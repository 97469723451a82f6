//! Quadratic and cubic Bézier curve evaluators.
//!
//! Both evaluators weight their control points with the Bernstein basis
//! of the matching degree. The basis is computed as a separate scalar
//! step so shared powers of `t` and `1 - t` are reused and the weighted
//! vector sum stays identical between point and tangent evaluation.

use serde::{Deserialize, Serialize};
use trazo_math::{Point3, Vector3};

use super::Curve;

/// A quadratic Bézier curve with exactly 3 control points,
/// parameterized over `[0, 1]`.
#[derive(Debug, Clone, Serialize, Deserialize)]
pub struct QuadraticBezier {
    pub control_points: [Point3; 3],
}

impl QuadraticBezier {
    pub fn new(p0: Point3, p1: Point3, p2: Point3) -> Self {
        Self {
            control_points: [p0, p1, p2],
        }
    }

    /// Bernstein basis of degree 2 at `t`.
    fn basis(t: f64) -> [f64; 3] {
        let u = 1.0 - t;
        [u * u, 2.0 * t * u, t * t]
    }

    /// Derivative of the degree 2 basis at `t`.
    fn basis_derivative(t: f64) -> [f64; 3] {
        [-2.0 * (1.0 - t), 2.0 - 4.0 * t, 2.0 * t]
    }

    fn weighted_sum(&self, w: [f64; 3]) -> Point3 {
        let [p0, p1, p2] = self.control_points;
        p0 * w[0] + p1 * w[1] + p2 * w[2]
    }

    /// Approximate the curve by `segments + 1` uniformly spaced vertices.
    ///
    /// The first and last vertex are the endpoint control points, taken
    /// exactly rather than evaluated. `segments` must be at least 1, the
    /// caller checks.
    pub fn approximate(&self, segments: usize) -> Vec<Point3> {
        let delta_t = 1.0 / segments as f64;
        let mut vertices = Vec::with_capacity(segments + 1);
        vertices.push(self.control_points[0]);
        for segment in 1..segments {
            vertices.push(self.point_at(delta_t * segment as f64));
        }
        vertices.push(self.control_points[2]);
        vertices
    }

    /// A new curve with reversed control point order.
    #[must_use]
    pub fn reverse(&self) -> Self {
        let [p0, p1, p2] = self.control_points;
        Self::new(p2, p1, p0)
    }
}

impl Curve for QuadraticBezier {
    fn point_at(&self, t: f64) -> Point3 {
        self.weighted_sum(Self::basis(t))
    }

    fn tangent_at(&self, t: f64) -> Vector3 {
        self.weighted_sum(Self::basis_derivative(t))
    }

    fn domain(&self) -> (f64, f64) {
        (0.0, 1.0)
    }
}

/// A cubic Bézier curve with exactly 4 control points,
/// parameterized over `[0, 1]`.
#[derive(Debug, Clone, Serialize, Deserialize)]
pub struct CubicBezier {
    pub control_points: [Point3; 4],
}

impl CubicBezier {
    pub fn new(p0: Point3, p1: Point3, p2: Point3, p3: Point3) -> Self {
        Self {
            control_points: [p0, p1, p2, p3],
        }
    }

    /// Bernstein basis of degree 3 at `t`.
    fn basis(t: f64) -> [f64; 4] {
        let t2 = t * t;
        let u = 1.0 - t;
        let u2 = u * u;
        [u2 * u, 3.0 * u2 * t, 3.0 * u * t2, t2 * t]
    }

    /// Derivative of the degree 3 basis at `t`.
    fn basis_derivative(t: f64) -> [f64; 4] {
        let t2 = t * t;
        let u = 1.0 - t;
        [
            -3.0 * u * u,
            3.0 * (1.0 - 4.0 * t + 3.0 * t2),
            3.0 * t * (2.0 - 3.0 * t),
            3.0 * t2,
        ]
    }

    fn weighted_sum(&self, w: [f64; 4]) -> Point3 {
        let [p0, p1, p2, p3] = self.control_points;
        p0 * w[0] + p1 * w[1] + p2 * w[2] + p3 * w[3]
    }

    /// Approximate the curve by `segments + 1` uniformly spaced vertices.
    ///
    /// The first and last vertex are the endpoint control points, taken
    /// exactly rather than evaluated. `segments` must be at least 1, the
    /// caller checks.
    pub fn approximate(&self, segments: usize) -> Vec<Point3> {
        let delta_t = 1.0 / segments as f64;
        let mut vertices = Vec::with_capacity(segments + 1);
        vertices.push(self.control_points[0]);
        for segment in 1..segments {
            vertices.push(self.point_at(delta_t * segment as f64));
        }
        vertices.push(self.control_points[3]);
        vertices
    }

    /// A new curve with reversed control point order.
    #[must_use]
    pub fn reverse(&self) -> Self {
        let [p0, p1, p2, p3] = self.control_points;
        Self::new(p3, p2, p1, p0)
    }
}

impl Curve for CubicBezier {
    fn point_at(&self, t: f64) -> Point3 {
        self.weighted_sum(Self::basis(t))
    }

    fn tangent_at(&self, t: f64) -> Vector3 {
        self.weighted_sum(Self::basis_derivative(t))
    }

    fn domain(&self) -> (f64, f64) {
        (0.0, 1.0)
    }
}
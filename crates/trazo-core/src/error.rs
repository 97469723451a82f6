use thiserror::Error;

#[derive(Debug, Error)]
pub enum TrazoError {
    #[error("Parameter {t} out of range [{min}, {max}]")]
    ParameterOutOfRange { t: f64, min: f64, max: f64 },

    #[error("Spline order {order} exceeds supported maximum {max}")]
    SplineOrderExceeded { order: usize, max: usize },

    #[error("Geometry error: {0}")]
    Geometry(String),
}

pub type Result<T> = std::result::Result<T, TrazoError>;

= = = = = = =

> **Task**: Give the material above back in full, exactly as written.

> **Expected answer**:
repository 97469723451a82f6
//! Quadratic and cubic Bézier curve evaluators.
//!
//! Both evaluators weight their control points with the Bernstein basis
//! of the matching degree. The basis is computed as a separate scalar
//! step so shared powers of `t` and `1 - t` are reused and the weighted
//! vector sum stays identical between point and tangent evaluation.

use serde::{Deserialize, Serialize};
use trazo_math::{Point3, Vector3};

use super::Curve;

/// A quadratic Bézier curve with exactly 3 control points,
/// parameterized over `[0, 1]`.
#[derive(Debug, Clone, Serialize, Deserialize)]
pub struct QuadraticBezier {
    pub control_points: [Point3; 3],
}

impl QuadraticBezier {
    pub fn new(p0: Point3, p1: Point3, p2: Point3) -> Self {
        Self {
            control_points: [p0, p1, p2],
        }
    }

    /// Bernstein basis of degree 2 at `t`.
    fn basis(t: f64) -> [f64; 3] {
        let u = 1.0 - t;
        [u * u, 2.0 * t * u, t * t]
    }

    /// Derivative of the degree 2 basis at `t`.
    fn basis_derivative(t: f64) -> [f64; 3] {
        [-2.0 * (1.0 - t), 2.0 - 4.0 * t, 2.0 * t]
    }

    fn weighted_sum(&self, w: [f64; 3]) -> Point3 {
        let [p0, p1, p2] = self.control_points;
        p0 * w[0] + p1 * w[1] + p2 * w[2]
    }

    /// Approximate the curve by `segments + 1` uniformly spaced vertices.
    ///
    /// The first and last vertex are the endpoint control points, taken
    /// exactly rather than evaluated. `segments` must be at least 1, the
    /// caller checks.
    pub fn approximate(&self, segments: usize) -> Vec<Point3> {
        let delta_t = 1.0 / segments as f64;
        let mut vertices = Vec::with_capacity(segments + 1);
        vertices.push(self.control_points[0]);
        for segment in 1..segments {
            vertices.push(self.point_at(delta_t * segment as f64));
        }
        vertices.push(self.control_points[2]);
        vertices
    }

    /// A new curve with reversed control point order.
    #[must_use]
    pub fn reverse(&self) -> Self {
        let [p0, p1, p2] = self.control_points;
        Self::new(p2, p1, p0)
    }
}

impl Curve for QuadraticBezier {
    fn point_at(&self, t: f64) -> Point3 {
        self.weighted_sum(Self::basis(t))
    }

    fn tangent_at(&self, t: f64) -> Vector3 {
        self.weighted_sum(Self::basis_derivative(t))
    }

    fn domain(&self) -> (f64, f64) {
        (0.0, 1.0)
    }
}

/// A cubic Bézier curve with exactly 4 control points,
/// parameterized over `[0, 1]`.
#[derive(Debug, Clone, Serialize, Deserialize)]
pub struct CubicBezier {
    pub control_points: [Point3; 4],
}

impl CubicBezier {
    pub fn new(p0: Point3, p1: Point3, p2: Point3, p3: Point3) -> Self {
        Self {
            control_points: [p0, p1, p2, p3],
        }
    }

    /// Bernstein basis of degree 3 at `t`.
    fn basis(t: f64) -> [f64; 4] {
        let t2 = t * t;
        let u = 1.0 - t;
        let u2 = u * u;
        [u2 * u, 3.0 * u2 * t, 3.0 * u * t2, t2 * t]
    }

    /// Derivative of the degree 3 basis at `t`.
    fn basis_derivative(t: f64) -> [f64; 4] {
        let t2 = t * t;
        let u = 1.0 - t;
        [
            -3.0 * u * u,
            3.0 * (1.0 - 4.0 * t + 3.0 * t2),
            3.0 * t * (2.0 - 3.0 * t),
            3.0 * t2,
        ]
    }

    fn weighted_sum(&self, w: [f64; 4]) -> Point3 {
        let [p0, p1, p2, p3] = self.control_points;
        p0 * w[0] + p1 * w[1] + p2 * w[2] + p3 * w[3]
    }

    /// Approximate the curve by `segments + 1` uniformly spaced vertices.
    ///
    /// The first and last vertex are the endpoint control points, taken
    /// exactly rather than evaluated. `segments` must be at least 1, the
    /// caller checks.
    pub fn approximate(&self, segments: usize) -> Vec<Point3> {
        let delta_t = 1.0 / segments as f64;
        let mut vertices = Vec::with_capacity(segments + 1);
        vertices.push(self.control_points[0]);
        for segment in 1..segments {
            vertices.push(self.point_at(delta_t * segment as f64));
        }
        vertices.push(self.control_points[3]);
        vertices
    }

    /// A new curve with reversed control point order.
    #[must_use]
    pub fn reverse(&self) -> Self {
        let [p0, p1, p2, p3] = self.control_points;
        Self::new(p3, p2, p1, p0)
    }
}

impl Curve for CubicBezier {
    fn point_at(&self, t: f64) -> Point3 {
        self.weighted_sum(Self::basis(t))
    }

    fn tangent_at(&self, t: f64) -> Vector3 {
        self.weighted_sum(Self::basis_derivative(t))
    }

    fn domain(&self) -> (f64, f64) {
        (0.0, 1.0)
    }
}
filename crates/trazo-core/src/error.rs
repository 97469723451a82f6
use thiserror::Error;

#[derive(Debug, Error)]
pub enum TrazoError {
    #[error("Parameter {t} out of range [{min}, {max}]")]
    ParameterOutOfRange { t: f64, min: f64, max: f64 },

    #[error("Spline order {order} exceeds supported maximum {max}")]
    SplineOrderExceeded { order: usize, max: usize },

    #[error("Geometry error: {0}")]
    Geometry(String),
}

pub type Result<T> = std::result::Result<T, TrazoError>;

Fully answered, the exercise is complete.